Recorded data:
####################

//! Adapters: concrete implementations of the hexagonal port traits.
//!
//! | Adapter         | Implements         | Connects to               |
//! |-----------------|--------------------|---------------------------|
//! | `camera`        | CameraPort         | esp32-camera / simulation |
//! | `hardware`      | ActuatorPort       | ESP32 LEDC PWM, GPIO      |
//! | `log_sink`      | EventSink          | Serial log output         |
//! | `mqtt`          | CommandSource      | ESP-IDF MQTT client       |
//! | `stream_server` | StreamServer       | ESP-IDF HTTP server (MJPEG)|
//! | `time`          | TimePort, DelayNs  | ESP32 system timer        |
//! | `wifi`          | ConnectivityPort   | ESP-IDF WiFi STA          |

pub mod camera;
pub mod hardware;
pub mod log_sink;
pub mod mqtt;
pub mod stream_server;
pub mod time;
pub(super) mod utils;
pub mod wifi;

####################

** TASK ITEM **
In the lines above, every record is to be repeated exactly.

** ANSWER SECTION **
//! Adapters: concrete implementations of the hexagonal port traits.
//!
//! | Adapter         | Implements         | Connects to               |
//! |-----------------|--------------------|---------------------------|
//! | `camera`        | CameraPort         | esp32-camera / simulation |
//! | `hardware`      | ActuatorPort       | ESP32 LEDC PWM, GPIO      |
//! | `log_sink`      | EventSink          | Serial log output         |
//! | `mqtt`          | CommandSource      | ESP-IDF MQTT client       |
//! | `stream_server` | StreamServer       | ESP-IDF HTTP server (MJPEG)|
//! | `time`          | TimePort, DelayNs  | ESP32 system timer        |
//! | `wifi`          | ConnectivityPort   | ESP-IDF WiFi STA          |

pub mod camera;
pub mod hardware;
pub mod log_sink;
pub mod mqtt;
pub mod stream_server;
pub mod time;
pub(super) mod utils;
pub mod wifi;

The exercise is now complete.